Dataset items
//! The local [`ClientSession`] as a RON file in the state directory.

use std::path::{Path, PathBuf};

use pollview_core::{AdminIdentity, ClientSession};
use pollview_engine::{read_optional, AtomicFileWriter};
use pollview_logging::{pv_error, pv_info, pv_warn};
use serde::{Deserialize, Serialize};

pub const SESSION_FILENAME: &str = "session.ron";

#[derive(Debug, Clone, Serialize, Deserialize)]
struct PersistedAdmin {
    id: u64,
    username: String,
}

#[derive(Debug, Clone, Serialize, Deserialize, Default)]
struct PersistedSession {
    #[serde(default)]
    admin: Option<PersistedAdmin>,
    #[serde(default)]
    voted_polls: Vec<String>,
}

/// Missing, unreadable or corrupt files all yield an empty session.
pub(crate) fn load_session(state_dir: &Path) -> ClientSession {
    let path = state_dir.join(SESSION_FILENAME);
    let content = match read_optional(&path) {
        Ok(Some(text)) => text,
        Ok(None) => return ClientSession::new(),
        Err(err) => {
            pv_warn!("Failed to read session from {:?}: {}", path, err);
            return ClientSession::new();
        }
    };

    let persisted: PersistedSession = match ron::from_str(&content) {
        Ok(state) => state,
        Err(err) => {
            pv_warn!("Failed to parse session from {:?}: {}", path, err);
            return ClientSession::new();
        }
    };

    pv_info!(
        "Loaded session from {:?} ({} answered polls)",
        path,
        persisted.voted_polls.len()
    );
    ClientSession::restore(
        persisted.admin.map(|admin| AdminIdentity {
            id: admin.id,
            username: admin.username,
        }),
        persisted.voted_polls,
    )
}

pub(crate) fn save_session(state_dir: &Path, session: &ClientSession) {
    let persisted = PersistedSession {
        admin: session.admin().map(|admin| PersistedAdmin {
            id: admin.id,
            username: admin.username.clone(),
        }),
        voted_polls: session.voted_polls().map(str::to_string).collect(),
    };

    let pretty = ron::ser::PrettyConfig::new();
    let content = match ron::ser::to_string_pretty(&persisted, pretty) {
        Ok(text) => text,
        Err(err) => {
            pv_error!("Failed to serialize session: {}", err);
            return;
        }
    };

    let writer = AtomicFileWriter::new(PathBuf::from(state_dir));
    if let Err(err) = writer.write(SESSION_FILENAME, &content) {
        pv_error!("Failed to write session to {:?}: {}", state_dir, err);
    }
}

pub(crate) fn clear_session(state_dir: &Path) {
    let writer = AtomicFileWriter::new(PathBuf::from(state_dir));
    if let Err(err) = writer.remove(SESSION_FILENAME) {
        pv_error!("Failed to remove session in {:?}: {}", state_dir, err);
    }
}

#[cfg(test)]
mod tests {
    use std::fs;

    use pretty_assertions::assert_eq;
    use tempfile::TempDir;

    use super::*;

    #[test]
    fn session_survives_a_round_trip() {
        let temp = TempDir::new().unwrap();
        let mut session = ClientSession::new();
        session.sign_in(AdminIdentity {
            id: 3,
            username: "ada".into(),
        });
        session.record_vote("poll1");
        session.record_vote("pollB");

        save_session(temp.path(), &session);
        assert_eq!(load_session(temp.path()), session);
    }

    #[test]
    fn missing_or_corrupt_file_is_an_empty_session() {
        let temp = TempDir::new().unwrap();
        assert_eq!(load_session(temp.path()), ClientSession::new());

        fs::write(temp.path().join(SESSION_FILENAME), "(admin: ").unwrap();
        assert_eq!(load_session(temp.path()), ClientSession::new());
    }

    #[test]
    fn clear_removes_the_file() {
        let temp = TempDir::new().unwrap();
        let mut session = ClientSession::new();
        session.record_vote("poll1");
        save_session(temp.path(), &session);

        clear_session(temp.path());
        assert!(!temp.path().join(SESSION_FILENAME).exists());
        assert_eq!(load_session(temp.path()), ClientSession::new());
    }
}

* **Problem to solve**
Could you print every record above exactly as it appears?

* **Exercise response**
//! The local [`ClientSession`] as a RON file in the state directory.

use std::path::{Path, PathBuf};

use pollview_core::{AdminIdentity, ClientSession};
use pollview_engine::{read_optional, AtomicFileWriter};
use pollview_logging::{pv_error, pv_info, pv_warn};
use serde::{Deserialize, Serialize};

pub const SESSION_FILENAME: &str = "session.ron";

#[derive(Debug, Clone, Serialize, Deserialize)]
struct PersistedAdmin {
    id: u64,
    username: String,
}

#[derive(Debug, Clone, Serialize, Deserialize, Default)]
struct PersistedSession {
    #[serde(default)]
    admin: Option<PersistedAdmin>,
    #[serde(default)]
    voted_polls: Vec<String>,
}

/// Missing, unreadable or corrupt files all yield an empty session.
pub(crate) fn load_session(state_dir: &Path) -> ClientSession {
    let path = state_dir.join(SESSION_FILENAME);
    let content = match read_optional(&path) {
        Ok(Some(text)) => text,
        Ok(None) => return ClientSession::new(),
        Err(err) => {
            pv_warn!("Failed to read session from {:?}: {}", path, err);
            return ClientSession::new();
        }
    };

    let persisted: PersistedSession = match ron::from_str(&content) {
        Ok(state) => state,
        Err(err) => {
            pv_warn!("Failed to parse session from {:?}: {}", path, err);
            return ClientSession::new();
        }
    };

    pv_info!(
        "Loaded session from {:?} ({} answered polls)",
        path,
        persisted.voted_polls.len()
    );
    ClientSession::restore(
        persisted.admin.map(|admin| AdminIdentity {
            id: admin.id,
            username: admin.username,
        }),
        persisted.voted_polls,
    )
}

pub(crate) fn save_session(state_dir: &Path, session: &ClientSession) {
    let persisted = PersistedSession {
        admin: session.admin().map(|admin| PersistedAdmin {
            id: admin.id,
            username: admin.username.clone(),
        }),
        voted_polls: session.voted_polls().map(str::to_string).collect(),
    };

    let pretty = ron::ser::PrettyConfig::new();
    let content = match ron::ser::to_string_pretty(&persisted, pretty) {
        Ok(text) => text,
        Err(err) => {
            pv_error!("Failed to serialize session: {}", err);
            return;
        }
    };

    let writer = AtomicFileWriter::new(PathBuf::from(state_dir));
    if let Err(err) = writer.write(SESSION_FILENAME, &content) {
        pv_error!("Failed to write session to {:?}: {}", state_dir, err);
    }
}

pub(crate) fn clear_session(state_dir: &Path) {
    let writer = AtomicFileWriter::new(PathBuf::from(state_dir));
    if let Err(err) = writer.remove(SESSION_FILENAME) {
        pv_error!("Failed to remove session in {:?}: {}", state_dir, err);
    }
}

#[cfg(test)]
mod tests {
    use std::fs;

    use pretty_assertions::assert_eq;
    use tempfile::TempDir;

    use super::*;

    #[test]
    fn session_survives_a_round_trip() {
        let temp = TempDir::new().unwrap();
        let mut session = ClientSession::new();
        session.sign_in(AdminIdentity {
            id: 3,
            username: "ada".into(),
        });
        session.record_vote("poll1");
        session.record_vote("pollB");

        save_session(temp.path(), &session);
        assert_eq!(load_session(temp.path()), session);
    }

    #[test]
    fn missing_or_corrupt_file_is_an_empty_session() {
        let temp = TempDir::new().unwrap();
        assert_eq!(load_session(temp.path()), ClientSession::new());

        fs::write(temp.path().join(SESSION_FILENAME), "(admin: ").unwrap();
        assert_eq!(load_session(temp.path()), ClientSession::new());
    }

    #[test]
    fn clear_removes_the_file() {
        let temp = TempDir::new().unwrap();
        let mut session = ClientSession::new();
        session.record_vote("poll1");
        save_session(temp.path(), &session);

        clear_session(temp.path());
        assert!(!temp.path().join(SESSION_FILENAME).exists());
        assert_eq!(load_session(temp.path()), ClientSession::new());
    }
}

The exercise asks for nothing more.